From GitHub, get the Python script get_img_data.py and open it in the terminal:

python3 get_img_data.py

Access the web interface:

On the Raspberry Pi itself (if you have a GUI): Open a web browser and go to http://localhost:5000
From another device on the same network: Open a web browser and go to http://<raspberry_pi_ip>:5000 (Replace <raspberry_pi_ip> with your Raspberry Pi’s IP address). For example: http://192.168.4.210:5000/

The Python script creates a web-based interface for capturing and organizing image datasets using a Raspberry Pi and its camera. It’s handy for machine learning projects that require labeled image data or not, as in our case here.

Access the web interface from a browser, enter a generic label for the images you want to capture, and press Start Capture.

Note that the images to be captured will have multiple labels that should be defined later.

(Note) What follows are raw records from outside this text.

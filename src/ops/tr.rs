//! tr: byte transliteration stage.
//!
//! Thin operator shell over [`TranslitTable`]; all the set parsing and
//! the in-place pass live there.

use crate::error::PipelineError;
use crate::op::{OpKind, Operator, Verdict};
use crate::plan::is_op_token;
use crate::record::Record;
use crate::translit::TranslitTable;

pub struct TrMap {
    table: TranslitTable,
}

/// Parse `tr [-d] [-s] SET1 [SET2]`.
///
/// SET2 is only consumed in translate mode and only when the next token
/// is not a registered operator name; `tr -d SET1` leaves any following
/// token for the next stage.
pub(crate) fn parse(
    tokens: &[String],
    i: usize,
) -> Result<(Box<dyn Operator>, usize), PipelineError> {
    let mut delete = false;
    let mut squeeze = false;

    let mut j = i + 1;
    while j < tokens.len() && tokens[j].starts_with('-') {
        if is_op_token(&tokens[j]) {
            break;
        }
        match tokens[j].as_str() {
            "-d" => delete = true,
            "-s" => squeeze = true,
            _ => break,
        }
        j += 1;
    }

    let set1 = tokens
        .get(j)
        .ok_or_else(|| PipelineError::parse("tr: missing SET1"))?;
    j += 1;

    let set2 = if !delete && j < tokens.len() && !is_op_token(&tokens[j]) {
        let s = tokens[j].as_str();
        j += 1;
        Some(s)
    } else {
        None
    };

    let table = TranslitTable::build(set1, set2, delete, squeeze).map_err(prefix_tr)?;
    Ok((Box::new(TrMap { table }), j))
}

fn prefix_tr(e: PipelineError) -> PipelineError {
    match e {
        PipelineError::Parse(msg) => PipelineError::Parse(format!("tr: {msg}")),
        other => other,
    }
}

impl Operator for TrMap {
    fn name(&self) -> &'static str {
        "tr"
    }

    fn kind(&self) -> OpKind {
        OpKind::Map
    }

    fn consume(&mut self, record: &mut Record) -> Result<Verdict, PipelineError> {
        self.table.apply(record);
        Ok(Verdict::Keep)
    }
}

#[cfg(test)]
mod tests {
    use super::*;

    fn tr_tokens(tokens: &[&str]) -> (Box<dyn Operator>, usize) {
        let tokens: Vec<String> = tokens.iter().map(|s| s.to_string()).collect();
        parse(&tokens, 0).unwrap()
    }

    fn run(op: &mut Box<dyn Operator>, input: &[u8]) -> Vec<u8> {
        let mut r = Record::from_bytes(input);
        op.consume(&mut r).unwrap();
        r.as_bytes().to_vec()
    }

    #[test]
    fn test_translate() {
        let (mut op, _) = tr_tokens(&["tr", "abc", "xyz"]);
        assert_eq!(run(&mut op, b"cab\n"), b"zxy\n");
    }

    #[test]
    fn test_delete() {
        let (mut op, _) = tr_tokens(&["tr", "-d", "aeiou"]);
        assert_eq!(run(&mut op, b"banana\n"), b"bnn\n");
    }

    #[test]
    fn test_squeeze_only() {
        let (mut op, _) = tr_tokens(&["tr", "-s", "l"]);
        assert_eq!(run(&mut op, b"hello\n"), b"helo\n");
    }

    #[test]
    fn test_delete_does_not_consume_set2() {
        let tokens: Vec<String> = ["tr", "-d", "x", "grep", "y"]
            .iter()
            .map(|s| s.to_string())
            .collect();
        let (_, next) = parse(&tokens, 0).unwrap();
        assert_eq!(next, 3);
    }

    #[test]
    fn test_set2_stops_at_op_token() {
        let tokens: Vec<String> = ["tr", "-s", "l", "take", "1"]
            .iter()
            .map(|s| s.to_string())
            .collect();
        let (_, next) = parse(&tokens, 0).unwrap();
        assert_eq!(next, 3);
    }

    #[test]
    fn test_missing_set1_is_error() {
        let tokens: Vec<String> = vec!["tr".to_string(), "-d".to_string()];
        assert!(parse(&tokens, 0).is_err());
    }
}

Use the live preview to position the camera and click Capture Image to save images under the current label (in this case, box-wheel.

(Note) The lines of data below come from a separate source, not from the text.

//! Staged JSON recovery from LLM responses.
//!
//! Provides [`recover`] for extracting a `serde_json::Value` out of noisy
//! model output, and [`recover_with_stage`] which also reports the stage
//! that produced it. Worst-case work is one linear scan plus a handful of
//! reparse attempts.

use serde_json::Value;

use crate::output_parser::error::{truncate, ParseError};
use crate::output_parser::extract::{
    find_container_start, scan_balanced, strip_fences, strip_trailing_diagnostics, ScanOutcome,
};
use crate::output_parser::repair::{closing_tokens, remove_trailing_commas};

/// Which recovery stage produced the value.
#[derive(Debug, Clone, Copy, PartialEq, Eq)]
pub enum RecoveryStage {
    /// The fence-stripped (or diagnostics-stripped, container-free) text parsed as-is.
    Direct,
    /// A balanced container was sliced out of surrounding noise.
    Balanced,
    /// Trailing commas had to be removed.
    TrailingComma,
    /// Truncated output was closed by synthesizing the missing tokens.
    AutoClosed,
    /// Truncated output was cut back to the last closing token.
    LastCloser,
}

impl RecoveryStage {
    /// Stable lowercase name for logs and events.
    pub fn as_str(self) -> &'static str {
        match self {
            RecoveryStage::Direct => "direct",
            RecoveryStage::Balanced => "balanced",
            RecoveryStage::TrailingComma => "trailing_comma",
            RecoveryStage::AutoClosed => "auto_closed",
            RecoveryStage::LastCloser => "last_closer",
        }
    }
}

/// Recover a JSON value from raw LLM output.
///
/// Stages (in order):
/// 1. Reject empty/whitespace-only input
/// 2. Strip markdown fences
/// 3. Direct parse
/// 4. Truncate at trailing diagnostics (`Error:`, `Traceback`, `Exception:`)
/// 5. Locate the first `{` or `[`
/// 6. Balanced scan to the matching close
/// 7. Parse the balanced slice, or
/// 8. For truncated output, append the missing closers, else cut back to the
///    last closer (closing whatever that slice leaves open)
/// 9. Remove trailing commas and parse once more
///
/// # Examples
///
/// ```
/// use wiki_quiz::output_parser::recover;
/// use serde_json::json;
///
/// let raw = "```json\n{\"title\": \"Foo\", \"items\": [1, 2, 3]}\n```";
/// assert_eq!(recover(raw).unwrap(), json!({"title": "Foo", "items": [1, 2, 3]}));
/// ```
pub fn recover(raw: &str) -> Result<Value, ParseError> {
    recover_with_stage(raw).map(|(value, _)| value)
}

/// Same as [`recover`], also returning the [`RecoveryStage`] that succeeded.
pub fn recover_with_stage(raw: &str) -> Result<(Value, RecoveryStage), ParseError> {
    if raw.trim().is_empty() {
        return Err(ParseError::EmptyResponse);
    }

    let text = strip_fences(raw);
    if text.is_empty() {
        return Err(ParseError::EmptyResponse);
    }

    if let Ok(value) = parse(text) {
        return Ok((value, RecoveryStage::Direct));
    }

    let text = strip_trailing_diagnostics(text);

    let Some(start) = find_container_start(text) else {
        return parse(text)
            .map(|value| (value, RecoveryStage::Direct))
            .map_err(|_| ParseError::NoContainerFound {
                preview: truncate(text, 200),
            });
    };

    match scan_balanced(text, start) {
        ScanOutcome::Balanced { end } => {
            let candidate = text[start..=end].trim();
            if let Ok(value) = parse(candidate) {
                return Ok((value, RecoveryStage::Balanced));
            }
            parse_without_trailing_commas(candidate, candidate)
        }
        ScanOutcome::Unterminated { open, .. } => {
            let rest = &text[start..];
            let closed = format!("{}{}", rest, closing_tokens(&open));
            if let Ok(value) = parse(&closed) {
                return Ok((value, RecoveryStage::AutoClosed));
            }

            if let Some(value) = cut_to_last_closer(text, start) {
                return Ok((value, RecoveryStage::LastCloser));
            }

            parse_without_trailing_commas(&closed, rest)
        }
    }
}

/// Cut `text` back to its rightmost `}` or `]` and parse from `start`.
///
/// The slice is tried as-is, then with its own still-open containers
/// closed. The second form rescues output truncated inside a string after
/// at least one complete nested item.
fn cut_to_last_closer(text: &str, start: usize) -> Option<Value> {
    let last = text.rfind(|c: char| c == '}' || c == ']')?;
    if last <= start {
        return None;
    }
    let slice = &text[start..=last];
    if let Ok(value) = parse(slice) {
        return Some(value);
    }
    match scan_balanced(slice, 0) {
        ScanOutcome::Unterminated {
            open,
            in_string: false,
        } => parse(&format!("{}{}", slice, closing_tokens(&open))).ok(),
        _ => None,
    }
}

/// Final stage: strip trailing commas from `candidate` and parse.
///
/// On failure the error snippet is taken from `snippet_source`.
fn parse_without_trailing_commas(
    candidate: &str,
    snippet_source: &str,
) -> Result<(Value, RecoveryStage), ParseError> {
    let cleaned = remove_trailing_commas(candidate);
    parse(&cleaned)
        .map(|value| (value, RecoveryStage::TrailingComma))
        .map_err(|e| ParseError::Failed {
            reason: e.to_string(),
            snippet: truncate(snippet_source, 400),
        })
}

fn parse(text: &str) -> serde_json::Result<Value> {
    serde_json::from_str(text)
}

#[cfg(test)]
mod tests {
    use super::*;
    use serde_json::json;

    #[test]
    fn empty_response_fails() {
        assert_eq!(recover(""), Err(ParseError::EmptyResponse));
        assert_eq!(recover("   \n\t "), Err(ParseError::EmptyResponse));
    }

    #[test]
    fn fence_with_no_body_is_empty() {
        assert_eq!(recover("```json\n```"), Err(ParseError::EmptyResponse));
    }

    #[test]
    fn valid_json_is_direct() {
        let (value, stage) = recover_with_stage(r#"[{"a": 1}, {"b": [true, null]}]"#).unwrap();
        assert_eq!(value, json!([{"a": 1}, {"b": [true, null]}]));
        assert_eq!(stage, RecoveryStage::Direct);
    }

    #[test]
    fn idempotent_on_valid_json() {
        let inputs = [
            r#"{"a": 1}"#,
            "[1, 2, 3]",
            r#""just a string""#,
            "42",
            r#"{"nested": {"deep": [{"x": "y"}]}}"#,
        ];
        for input in inputs {
            let direct: Value = serde_json::from_str(input).unwrap();
            assert_eq!(recover(input).unwrap(), direct, "input: {}", input);
        }
    }

    #[test]
    fn fenced_object_recovered_exactly() {
        let raw = "```json\n{\"title\":\"Foo\",\"items\":[1,2,3]}\n```";
        assert_eq!(recover(raw).unwrap(), json!({"title": "Foo", "items": [1, 2, 3]}));
    }

    #[test]
    fn fenced_with_trailing_newline() {
        let raw = "```json\n{\"title\": \"Foo\", \"items\": [1,2,3]}\n```\n";
        assert_eq!(recover(raw).unwrap(), json!({"title": "Foo", "items": [1, 2, 3]}));
    }

    #[test]
    fn trailing_error_text_is_cut() {
        let raw = r#"{"title": "History of India", "summary": "A long summary."} Error: Unterminated string starting at"#;
        let (value, stage) = recover_with_stage(raw).unwrap();
        assert_eq!(
            value,
            json!({"title": "History of India", "summary": "A long summary."})
        );
        assert_eq!(stage, RecoveryStage::Balanced);
    }

    #[test]
    fn fence_plus_diagnostics_plus_prose() {
        let raw = "```json\n[{\"q\": \"one\"}, {\"q\": \"two\"}]\n```\nTraceback (most recent call last):\n  File \"x.py\"";
        assert_eq!(recover(raw).unwrap(), json!([{"q": "one"}, {"q": "two"}]));
    }

    #[test]
    fn prose_before_and_after_container() {
        let raw = "Sure! Here is the quiz:\n[{\"q\": \"a\"}]\nLet me know if you need more.";
        let (value, stage) = recover_with_stage(raw).unwrap();
        assert_eq!(value, json!([{"q": "a"}]));
        assert_eq!(stage, RecoveryStage::Balanced);
    }

    #[test]
    fn trailing_comma_cleanup() {
        let raw = r#"{"a": 1, "b": 2,} and some trailing noise"#;
        let (value, stage) = recover_with_stage(raw).unwrap();
        assert_eq!(value, json!({"a": 1, "b": 2}));
        assert_eq!(stage, RecoveryStage::TrailingComma);
    }

    #[test]
    fn truncated_object_is_auto_closed() {
        let raw = r#"{"title": "T", "sections": ["Intro", "History"]"#;
        let (value, stage) = recover_with_stage(raw).unwrap();
        assert_eq!(value, json!({"title": "T", "sections": ["Intro", "History"]}));
        assert_eq!(stage, RecoveryStage::AutoClosed);
    }

    #[test]
    fn truncated_list_of_objects_is_auto_closed() {
        let raw = r#"[{"question": "Q1", "options": ["a", "b"]}, {"question": "Q2", "options": ["c""#;
        let value = recover(raw).unwrap();
        assert_eq!(value.as_array().map(Vec::len), Some(2));
        assert_eq!(value[1]["options"], json!(["c"]));
    }

    #[test]
    fn truncated_inside_string_cuts_back_to_last_complete_item() {
        let raw = r#"[{"question": "Q1", "options": ["a", "b"]}, {"question": "Q2", "options": ["c", "d"]}, {"question": "Q3", "opt"#;
        let (value, stage) = recover_with_stage(raw).unwrap();
        assert_eq!(stage, RecoveryStage::LastCloser);
        assert_eq!(
            value,
            json!([
                {"question": "Q1", "options": ["a", "b"]},
                {"question": "Q2", "options": ["c", "d"]}
            ])
        );
    }

    #[test]
    fn cut_back_inside_a_string_still_fails() {
        let raw = r#"{"a": [1], "b": "x}y and then the output sto"#;
        assert!(matches!(recover(raw), Err(ParseError::Failed { .. })));
    }

    #[test]
    fn truncated_after_comma_uses_final_cleanup() {
        let raw = r#"{"a": [1, 2,"#;
        let (value, stage) = recover_with_stage(raw).unwrap();
        assert_eq!(value, json!({"a": [1, 2]}));
        assert_eq!(stage, RecoveryStage::TrailingComma);
    }

    #[test]
    fn unterminated_string_fails() {
        let raw = r#"{"title": "Truncated", "summary": "This is incomplete..."#;
        let err = recover(raw).unwrap_err();
        let ParseError::Failed { snippet, .. } = err else {
            panic!("expected ParseError::Failed, got {:?}", err);
        };
        assert!(snippet.starts_with(r#"{"title": "Truncated""#));
    }

    #[test]
    fn failure_snippet_is_bounded() {
        let long_value = "x".repeat(1000);
        let raw = format!(r#"{{"title": "{}"#, long_value);
        let ParseError::Failed { snippet, .. } = recover(&raw).unwrap_err() else {
            panic!("expected ParseError::Failed");
        };
        assert_eq!(snippet.chars().count(), 403);
        assert!(snippet.ends_with("..."));
    }

    #[test]
    fn no_container_reports_preview() {
        let err = recover("I'm sorry, I cannot help with that.").unwrap_err();
        assert_eq!(
            err,
            ParseError::NoContainerFound {
                preview: "I'm sorry, I cannot help with that.".to_string()
            }
        );
    }

    #[test]
    fn bare_scalar_before_diagnostics() {
        let (value, stage) = recover_with_stage("42\nError: something broke").unwrap();
        assert_eq!(value, json!(42));
        assert_eq!(stage, RecoveryStage::Direct);
    }

    #[test]
    fn balanced_but_invalid_reports_failure() {
        let err = recover("{not json at all}").unwrap_err();
        assert!(matches!(err, ParseError::Failed { .. }));
    }

    #[test]
    fn array_before_object_wins() {
        let raw = r#"result: ["a", {"b": 1}]"#;
        assert_eq!(recover(raw).unwrap(), json!(["a", {"b": 1}]));
    }

    #[test]
    fn brackets_in_strings_do_not_confuse_scan() {
        let raw = r#"noise {"text": "a } b ] c", "n": [1]} more noise ]"#;
        assert_eq!(recover(raw).unwrap(), json!({"text": "a } b ] c", "n": [1]}));
    }

    #[test]
    fn stage_names_are_stable() {
        assert_eq!(RecoveryStage::AutoClosed.as_str(), "auto_closed");
        assert_eq!(RecoveryStage::TrailingComma.as_str(), "trailing_comma");
        assert_eq!(RecoveryStage::LastCloser.as_str(), "last_closer");
    }
}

When we have enough images, we can press Stop Capture. The captured images are saved in the folder dataset/box-wheel:

Get around 60 images. Try to capture different angles, backgrounds, and light conditions. Filezilla can transfer the created raw dataset to your main computer.

Labeling Data

The next step in an Object Detect project is to create a labeled dataset. We should label the raw dataset images, creating bounding boxes around each picture’s objects (box and wheel). We can use labeling tools like LabelImg, CVAT, Roboflow, or even the Edge Impulse Studio. Once we have explored the Edge Impulse tool in other labs, let’s use Roboflow here.

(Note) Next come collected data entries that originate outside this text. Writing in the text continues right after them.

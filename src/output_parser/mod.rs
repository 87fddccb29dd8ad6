//! # LLM Output Recovery
//!
//! Extracts a well-formed JSON value from model output that may be wrapped
//! in markdown fences, followed by commentary or stack traces, truncated
//! mid-stream, or sprinkled with trailing commas. No model call is made here;
//! model-assisted repair lives in [`model_repair`](crate::model_repair).
//!
//! | Function | Purpose |
//! |----------|---------|
//! | [`recover`] | Staged recovery into a `serde_json::Value` |
//! | [`recover_with_stage`] | Same, plus which [`RecoveryStage`] succeeded |
//! | [`extract::scan_balanced`] | String-aware container boundary scan |
//! | [`repair::remove_trailing_commas`] | Drop commas before `}` / `]` |

pub mod error;
pub mod extract;
pub mod json;
pub mod repair;

pub use error::ParseError;
pub use json::{recover, recover_with_stage, RecoveryStage};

We are using Roboflow (free version) here for two main reasons. 1) We can have auto-labeler, and 2) The annotated dataset is available in several formats and can be used both on Edge Impulse Studio (we will use it for MobileNet V2 and FOMO train) and on CoLab (YOLOv8 train), for example. Having the annotated dataset on Edge Impulse (Free account), it is not possible to use it for training on other platforms.

We should upload the raw dataset to Roboflow. Create a free account there and start a new project, for example, (“box-versus-wheel”).

We will not enter in deep details about the Roboflow process once many tutorials are available.

Annotate

Once the project is created and the dataset is uploaded, you can use the “Auto-Label” tool to make the annotations or do it manually.

The Label Assist tool can be handy to help on the labbeling process.

Note that you should also upload images with only a background, which should be saved w/o any annotations using the Null Tool option.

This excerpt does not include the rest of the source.